START Supplied information

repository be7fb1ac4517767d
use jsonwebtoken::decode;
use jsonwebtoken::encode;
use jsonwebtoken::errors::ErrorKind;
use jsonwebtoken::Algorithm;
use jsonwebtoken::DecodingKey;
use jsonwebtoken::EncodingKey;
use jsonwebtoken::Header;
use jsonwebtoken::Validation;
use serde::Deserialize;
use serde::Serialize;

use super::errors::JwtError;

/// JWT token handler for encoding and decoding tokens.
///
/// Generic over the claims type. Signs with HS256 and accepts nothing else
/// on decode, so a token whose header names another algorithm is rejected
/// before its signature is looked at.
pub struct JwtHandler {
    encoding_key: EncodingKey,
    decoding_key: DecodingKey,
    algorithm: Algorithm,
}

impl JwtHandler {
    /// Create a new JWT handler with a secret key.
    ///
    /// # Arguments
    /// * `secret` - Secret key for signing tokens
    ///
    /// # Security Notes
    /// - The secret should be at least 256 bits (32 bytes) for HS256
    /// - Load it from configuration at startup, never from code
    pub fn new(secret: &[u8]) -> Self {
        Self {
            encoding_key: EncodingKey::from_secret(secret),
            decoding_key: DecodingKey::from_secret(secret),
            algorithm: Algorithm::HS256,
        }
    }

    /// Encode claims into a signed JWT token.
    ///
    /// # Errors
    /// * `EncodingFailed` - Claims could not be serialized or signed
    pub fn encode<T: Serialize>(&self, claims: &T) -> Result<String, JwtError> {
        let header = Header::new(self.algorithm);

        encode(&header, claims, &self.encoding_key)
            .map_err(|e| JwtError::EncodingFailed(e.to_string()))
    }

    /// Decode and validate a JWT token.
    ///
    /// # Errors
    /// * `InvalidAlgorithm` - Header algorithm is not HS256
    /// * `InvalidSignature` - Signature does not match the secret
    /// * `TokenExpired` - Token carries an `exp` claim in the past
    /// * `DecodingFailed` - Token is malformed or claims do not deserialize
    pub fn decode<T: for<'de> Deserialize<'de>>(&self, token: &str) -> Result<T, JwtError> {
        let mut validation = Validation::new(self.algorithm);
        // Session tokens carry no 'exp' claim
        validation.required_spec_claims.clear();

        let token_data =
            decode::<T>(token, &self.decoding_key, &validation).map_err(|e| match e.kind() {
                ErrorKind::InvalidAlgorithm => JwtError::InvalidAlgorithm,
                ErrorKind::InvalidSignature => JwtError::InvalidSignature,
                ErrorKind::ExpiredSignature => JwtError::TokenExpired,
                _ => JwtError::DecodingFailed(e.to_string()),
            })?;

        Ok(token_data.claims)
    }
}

END Supplied information
START Supplied information

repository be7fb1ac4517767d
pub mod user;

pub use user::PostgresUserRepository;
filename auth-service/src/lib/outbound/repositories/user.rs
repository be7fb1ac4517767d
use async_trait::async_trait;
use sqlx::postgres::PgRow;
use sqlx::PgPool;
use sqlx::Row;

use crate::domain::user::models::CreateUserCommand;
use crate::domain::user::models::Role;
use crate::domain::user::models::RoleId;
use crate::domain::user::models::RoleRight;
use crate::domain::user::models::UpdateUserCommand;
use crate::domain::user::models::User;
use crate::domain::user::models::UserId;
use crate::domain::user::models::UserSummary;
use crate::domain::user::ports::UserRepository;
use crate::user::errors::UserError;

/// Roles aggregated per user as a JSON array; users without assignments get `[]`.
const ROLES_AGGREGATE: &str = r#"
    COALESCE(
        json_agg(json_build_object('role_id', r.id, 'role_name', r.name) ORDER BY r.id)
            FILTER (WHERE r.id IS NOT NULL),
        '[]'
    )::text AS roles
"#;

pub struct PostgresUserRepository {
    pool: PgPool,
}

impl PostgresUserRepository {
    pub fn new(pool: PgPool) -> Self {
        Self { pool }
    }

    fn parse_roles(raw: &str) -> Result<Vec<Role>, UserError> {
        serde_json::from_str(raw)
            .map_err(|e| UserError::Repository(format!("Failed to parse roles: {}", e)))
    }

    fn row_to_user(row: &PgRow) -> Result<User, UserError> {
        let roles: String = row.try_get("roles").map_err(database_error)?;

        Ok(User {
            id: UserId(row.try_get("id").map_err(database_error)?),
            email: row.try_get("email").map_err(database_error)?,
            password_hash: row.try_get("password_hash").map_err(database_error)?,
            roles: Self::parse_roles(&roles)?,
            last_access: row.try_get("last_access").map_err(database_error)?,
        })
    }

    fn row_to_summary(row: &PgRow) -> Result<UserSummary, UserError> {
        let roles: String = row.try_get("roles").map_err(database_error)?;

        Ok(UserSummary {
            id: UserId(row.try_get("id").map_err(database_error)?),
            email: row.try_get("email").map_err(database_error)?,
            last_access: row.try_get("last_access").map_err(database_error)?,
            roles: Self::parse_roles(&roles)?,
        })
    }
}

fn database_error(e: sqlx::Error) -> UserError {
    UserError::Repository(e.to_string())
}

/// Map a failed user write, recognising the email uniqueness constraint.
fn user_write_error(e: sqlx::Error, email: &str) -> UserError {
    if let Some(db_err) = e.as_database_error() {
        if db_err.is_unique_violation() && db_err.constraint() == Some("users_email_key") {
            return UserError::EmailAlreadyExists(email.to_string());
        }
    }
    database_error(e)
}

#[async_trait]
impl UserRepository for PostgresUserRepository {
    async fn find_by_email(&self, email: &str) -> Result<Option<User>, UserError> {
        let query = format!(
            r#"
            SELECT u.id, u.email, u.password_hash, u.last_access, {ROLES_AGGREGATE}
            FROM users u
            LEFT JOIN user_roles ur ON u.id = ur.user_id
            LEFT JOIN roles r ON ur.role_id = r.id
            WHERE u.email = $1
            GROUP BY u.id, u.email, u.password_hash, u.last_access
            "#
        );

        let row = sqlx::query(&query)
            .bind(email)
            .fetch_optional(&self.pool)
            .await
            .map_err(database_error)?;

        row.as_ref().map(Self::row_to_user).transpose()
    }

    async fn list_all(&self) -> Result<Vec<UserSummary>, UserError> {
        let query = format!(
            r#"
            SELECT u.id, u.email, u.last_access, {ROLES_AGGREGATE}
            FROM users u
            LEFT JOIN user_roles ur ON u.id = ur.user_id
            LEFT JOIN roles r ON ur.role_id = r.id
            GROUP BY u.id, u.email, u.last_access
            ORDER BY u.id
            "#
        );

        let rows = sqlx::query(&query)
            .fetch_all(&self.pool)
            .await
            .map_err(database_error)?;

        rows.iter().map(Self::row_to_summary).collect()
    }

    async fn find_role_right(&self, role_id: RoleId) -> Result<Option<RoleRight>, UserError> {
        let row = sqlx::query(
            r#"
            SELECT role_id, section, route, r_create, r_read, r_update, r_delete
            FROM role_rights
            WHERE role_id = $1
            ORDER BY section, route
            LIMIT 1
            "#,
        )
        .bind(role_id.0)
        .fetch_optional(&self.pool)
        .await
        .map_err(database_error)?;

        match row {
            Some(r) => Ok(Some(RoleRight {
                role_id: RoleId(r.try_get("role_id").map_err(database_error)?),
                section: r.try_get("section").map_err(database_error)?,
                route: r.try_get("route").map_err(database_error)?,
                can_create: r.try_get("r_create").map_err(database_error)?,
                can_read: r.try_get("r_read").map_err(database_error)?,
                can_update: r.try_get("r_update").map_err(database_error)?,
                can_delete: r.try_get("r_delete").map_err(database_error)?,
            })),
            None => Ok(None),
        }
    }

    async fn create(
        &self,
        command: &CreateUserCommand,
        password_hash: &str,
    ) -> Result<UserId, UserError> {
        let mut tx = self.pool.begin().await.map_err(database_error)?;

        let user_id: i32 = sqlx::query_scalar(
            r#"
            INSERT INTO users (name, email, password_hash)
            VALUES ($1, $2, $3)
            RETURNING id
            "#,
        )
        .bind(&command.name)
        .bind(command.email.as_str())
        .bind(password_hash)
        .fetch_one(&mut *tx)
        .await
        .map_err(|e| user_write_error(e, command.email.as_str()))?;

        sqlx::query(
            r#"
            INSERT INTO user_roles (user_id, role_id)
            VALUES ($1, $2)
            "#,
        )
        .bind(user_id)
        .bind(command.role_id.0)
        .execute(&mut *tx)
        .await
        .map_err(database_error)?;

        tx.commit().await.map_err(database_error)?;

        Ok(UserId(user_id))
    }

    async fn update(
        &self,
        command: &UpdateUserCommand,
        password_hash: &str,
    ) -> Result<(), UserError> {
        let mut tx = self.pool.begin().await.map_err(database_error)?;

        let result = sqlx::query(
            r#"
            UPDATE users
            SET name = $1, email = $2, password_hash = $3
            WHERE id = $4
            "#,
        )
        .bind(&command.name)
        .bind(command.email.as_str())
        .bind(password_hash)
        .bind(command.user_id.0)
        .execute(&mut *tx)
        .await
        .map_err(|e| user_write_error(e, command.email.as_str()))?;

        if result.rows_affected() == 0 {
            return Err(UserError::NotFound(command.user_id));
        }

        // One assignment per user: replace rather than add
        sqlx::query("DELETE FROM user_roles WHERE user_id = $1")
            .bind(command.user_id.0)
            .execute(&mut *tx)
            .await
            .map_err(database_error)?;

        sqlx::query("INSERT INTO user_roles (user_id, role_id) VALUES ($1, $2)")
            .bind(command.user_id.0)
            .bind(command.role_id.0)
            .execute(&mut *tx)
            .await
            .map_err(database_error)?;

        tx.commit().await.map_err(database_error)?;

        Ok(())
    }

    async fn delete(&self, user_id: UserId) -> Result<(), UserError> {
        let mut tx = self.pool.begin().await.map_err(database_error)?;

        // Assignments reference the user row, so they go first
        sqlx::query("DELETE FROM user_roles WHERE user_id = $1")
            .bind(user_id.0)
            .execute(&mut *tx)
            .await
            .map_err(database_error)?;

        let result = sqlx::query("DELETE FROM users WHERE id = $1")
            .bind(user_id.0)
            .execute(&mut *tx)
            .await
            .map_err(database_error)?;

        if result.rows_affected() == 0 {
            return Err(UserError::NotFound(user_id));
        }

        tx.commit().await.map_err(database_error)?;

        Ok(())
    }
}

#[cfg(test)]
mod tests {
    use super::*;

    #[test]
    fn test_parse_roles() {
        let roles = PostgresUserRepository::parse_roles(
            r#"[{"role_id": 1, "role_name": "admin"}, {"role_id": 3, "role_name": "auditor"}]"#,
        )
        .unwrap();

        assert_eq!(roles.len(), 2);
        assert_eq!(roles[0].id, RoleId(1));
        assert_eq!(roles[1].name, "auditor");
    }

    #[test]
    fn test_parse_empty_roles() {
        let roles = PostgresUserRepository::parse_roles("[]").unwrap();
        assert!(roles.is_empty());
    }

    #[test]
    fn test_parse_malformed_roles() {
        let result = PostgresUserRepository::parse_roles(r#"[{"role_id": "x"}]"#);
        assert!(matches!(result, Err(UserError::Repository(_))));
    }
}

END Supplied information

## Goal of the exercise:
Your reply must consist solely of the number of lines in the listing above that include the word "RoleRight".

## Expected answer:
3